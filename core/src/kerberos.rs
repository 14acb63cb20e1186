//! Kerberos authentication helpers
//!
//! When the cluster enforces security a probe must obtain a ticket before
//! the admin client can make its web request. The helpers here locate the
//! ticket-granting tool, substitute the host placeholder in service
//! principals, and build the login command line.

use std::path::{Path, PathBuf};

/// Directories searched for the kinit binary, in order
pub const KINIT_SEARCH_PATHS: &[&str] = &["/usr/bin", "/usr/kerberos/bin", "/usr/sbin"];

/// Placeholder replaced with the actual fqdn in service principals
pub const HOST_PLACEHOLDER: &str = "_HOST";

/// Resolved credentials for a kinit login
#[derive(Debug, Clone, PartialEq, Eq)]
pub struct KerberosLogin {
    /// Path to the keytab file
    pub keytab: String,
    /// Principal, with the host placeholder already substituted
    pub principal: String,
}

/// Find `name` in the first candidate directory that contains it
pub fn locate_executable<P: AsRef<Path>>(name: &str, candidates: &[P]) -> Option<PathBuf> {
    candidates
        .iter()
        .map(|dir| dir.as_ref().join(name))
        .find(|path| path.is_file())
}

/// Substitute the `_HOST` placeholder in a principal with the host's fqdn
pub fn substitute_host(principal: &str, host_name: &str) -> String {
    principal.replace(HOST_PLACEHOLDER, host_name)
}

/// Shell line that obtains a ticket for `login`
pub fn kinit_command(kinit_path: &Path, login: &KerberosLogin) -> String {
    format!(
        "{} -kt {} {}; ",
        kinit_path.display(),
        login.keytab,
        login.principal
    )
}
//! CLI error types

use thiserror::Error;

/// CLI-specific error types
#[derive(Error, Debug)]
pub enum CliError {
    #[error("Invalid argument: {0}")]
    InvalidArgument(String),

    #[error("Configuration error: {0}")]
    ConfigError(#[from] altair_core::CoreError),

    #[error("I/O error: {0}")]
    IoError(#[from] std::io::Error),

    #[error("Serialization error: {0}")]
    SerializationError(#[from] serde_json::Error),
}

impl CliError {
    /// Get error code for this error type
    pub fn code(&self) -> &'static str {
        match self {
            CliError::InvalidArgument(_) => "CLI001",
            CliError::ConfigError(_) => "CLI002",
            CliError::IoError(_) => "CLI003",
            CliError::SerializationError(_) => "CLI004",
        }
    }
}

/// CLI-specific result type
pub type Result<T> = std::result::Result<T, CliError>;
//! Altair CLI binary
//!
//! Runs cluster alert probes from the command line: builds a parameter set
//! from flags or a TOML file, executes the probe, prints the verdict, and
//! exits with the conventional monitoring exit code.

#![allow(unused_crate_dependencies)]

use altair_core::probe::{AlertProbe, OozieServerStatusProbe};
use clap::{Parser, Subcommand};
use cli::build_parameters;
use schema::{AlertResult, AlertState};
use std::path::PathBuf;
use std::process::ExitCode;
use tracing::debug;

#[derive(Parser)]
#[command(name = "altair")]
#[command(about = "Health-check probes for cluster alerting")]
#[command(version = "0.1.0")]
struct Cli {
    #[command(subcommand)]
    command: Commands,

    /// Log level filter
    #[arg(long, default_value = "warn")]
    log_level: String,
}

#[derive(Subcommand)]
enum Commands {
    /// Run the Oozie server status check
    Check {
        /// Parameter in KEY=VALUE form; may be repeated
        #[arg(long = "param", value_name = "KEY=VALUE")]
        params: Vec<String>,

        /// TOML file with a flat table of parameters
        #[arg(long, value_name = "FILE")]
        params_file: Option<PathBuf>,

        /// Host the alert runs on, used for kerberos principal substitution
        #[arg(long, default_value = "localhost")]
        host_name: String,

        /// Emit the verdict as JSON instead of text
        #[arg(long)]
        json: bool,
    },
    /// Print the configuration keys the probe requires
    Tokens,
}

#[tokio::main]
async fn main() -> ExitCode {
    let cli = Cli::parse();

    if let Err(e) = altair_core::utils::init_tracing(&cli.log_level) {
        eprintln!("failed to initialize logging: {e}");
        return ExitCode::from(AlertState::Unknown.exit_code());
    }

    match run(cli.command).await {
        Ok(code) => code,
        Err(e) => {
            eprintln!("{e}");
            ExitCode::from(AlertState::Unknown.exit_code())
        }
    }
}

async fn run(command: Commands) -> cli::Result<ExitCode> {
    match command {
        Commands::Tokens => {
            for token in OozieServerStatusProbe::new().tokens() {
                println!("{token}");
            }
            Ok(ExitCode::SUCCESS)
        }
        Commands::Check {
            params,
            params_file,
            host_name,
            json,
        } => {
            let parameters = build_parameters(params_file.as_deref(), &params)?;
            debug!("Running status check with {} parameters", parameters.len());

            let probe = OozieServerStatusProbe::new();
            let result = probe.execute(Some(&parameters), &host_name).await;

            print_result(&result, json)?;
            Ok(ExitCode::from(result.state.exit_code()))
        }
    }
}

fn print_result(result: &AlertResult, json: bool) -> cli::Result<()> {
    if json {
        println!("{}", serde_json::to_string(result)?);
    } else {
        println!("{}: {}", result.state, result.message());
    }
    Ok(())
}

> [Your objective]: Word for word, retype all of the material.

> [Solution for this exercise]:
filename core/src/kerberos.rs
repository 14acb63cb20e1186
//! Kerberos authentication helpers
//!
//! When the cluster enforces security a probe must obtain a ticket before
//! the admin client can make its web request. The helpers here locate the
//! ticket-granting tool, substitute the host placeholder in service
//! principals, and build the login command line.

use std::path::{Path, PathBuf};

/// Directories searched for the kinit binary, in order
pub const KINIT_SEARCH_PATHS: &[&str] = &["/usr/bin", "/usr/kerberos/bin", "/usr/sbin"];

/// Placeholder replaced with the actual fqdn in service principals
pub const HOST_PLACEHOLDER: &str = "_HOST";

/// Resolved credentials for a kinit login
#[derive(Debug, Clone, PartialEq, Eq)]
pub struct KerberosLogin {
    /// Path to the keytab file
    pub keytab: String,
    /// Principal, with the host placeholder already substituted
    pub principal: String,
}

/// Find `name` in the first candidate directory that contains it
pub fn locate_executable<P: AsRef<Path>>(name: &str, candidates: &[P]) -> Option<PathBuf> {
    candidates
        .iter()
        .map(|dir| dir.as_ref().join(name))
        .find(|path| path.is_file())
}

/// Substitute the `_HOST` placeholder in a principal with the host's fqdn
pub fn substitute_host(principal: &str, host_name: &str) -> String {
    principal.replace(HOST_PLACEHOLDER, host_name)
}

/// Shell line that obtains a ticket for `login`
pub fn kinit_command(kinit_path: &Path, login: &KerberosLogin) -> String {
    format!(
        "{} -kt {} {}; ",
        kinit_path.display(),
        login.keytab,
        login.principal
    )
}
//! CLI error types

use thiserror::Error;

/// CLI-specific error types
#[derive(Error, Debug)]
pub enum CliError {
    #[error("Invalid argument: {0}")]
    InvalidArgument(String),

    #[error("Configuration error: {0}")]
    ConfigError(#[from] altair_core::CoreError),

    #[error("I/O error: {0}")]
    IoError(#[from] std::io::Error),

    #[error("Serialization error: {0}")]
    SerializationError(#[from] serde_json::Error),
}

impl CliError {
    /// Get error code for this error type
    pub fn code(&self) -> &'static str {
        match self {
            CliError::InvalidArgument(_) => "CLI001",
            CliError::ConfigError(_) => "CLI002",
            CliError::IoError(_) => "CLI003",
            CliError::SerializationError(_) => "CLI004",
        }
    }
}

/// CLI-specific result type
pub type Result<T> = std::result::Result<T, CliError>;
//! Altair CLI binary
//!
//! Runs cluster alert probes from the command line: builds a parameter set
//! from flags or a TOML file, executes the probe, prints the verdict, and
//! exits with the conventional monitoring exit code.

#![allow(unused_crate_dependencies)]

use altair_core::probe::{AlertProbe, OozieServerStatusProbe};
use clap::{Parser, Subcommand};
use cli::build_parameters;
use schema::{AlertResult, AlertState};
use std::path::PathBuf;
use std::process::ExitCode;
use tracing::debug;

#[derive(Parser)]
#[command(name = "altair")]
#[command(about = "Health-check probes for cluster alerting")]
#[command(version = "0.1.0")]
struct Cli {
    #[command(subcommand)]
    command: Commands,

    /// Log level filter
    #[arg(long, default_value = "warn")]
    log_level: String,
}

#[derive(Subcommand)]
enum Commands {
    /// Run the Oozie server status check
    Check {
        /// Parameter in KEY=VALUE form; may be repeated
        #[arg(long = "param", value_name = "KEY=VALUE")]
        params: Vec<String>,

        /// TOML file with a flat table of parameters
        #[arg(long, value_name = "FILE")]
        params_file: Option<PathBuf>,

        /// Host the alert runs on, used for kerberos principal substitution
        #[arg(long, default_value = "localhost")]
        host_name: String,

        /// Emit the verdict as JSON instead of text
        #[arg(long)]
        json: bool,
    },
    /// Print the configuration keys the probe requires
    Tokens,
}

#[tokio::main]
async fn main() -> ExitCode {
    let cli = Cli::parse();

    if let Err(e) = altair_core::utils::init_tracing(&cli.log_level) {
        eprintln!("failed to initialize logging: {e}");
        return ExitCode::from(AlertState::Unknown.exit_code());
    }

    match run(cli.command).await {
        Ok(code) => code,
        Err(e) => {
            eprintln!("{e}");
            ExitCode::from(AlertState::Unknown.exit_code())
        }
    }
}

async fn run(command: Commands) -> cli::Result<ExitCode> {
    match command {
        Commands::Tokens => {
            for token in OozieServerStatusProbe::new().tokens() {
                println!("{token}");
            }
            Ok(ExitCode::SUCCESS)
        }
        Commands::Check {
            params,
            params_file,
            host_name,
            json,
        } => {
            let parameters = build_parameters(params_file.as_deref(), &params)?;
            debug!("Running status check with {} parameters", parameters.len());

            let probe = OozieServerStatusProbe::new();
            let result = probe.execute(Some(&parameters), &host_name).await;

            print_result(&result, json)?;
            Ok(ExitCode::from(result.state.exit_code()))
        }
    }
}

fn print_result(result: &AlertResult, json: bool) -> cli::Result<()> {
    if json {
        println!("{}", serde_json::to_string(result)?);
    } else {
        println!("{}: {}", result.state, result.message());
    }
    Ok(())
}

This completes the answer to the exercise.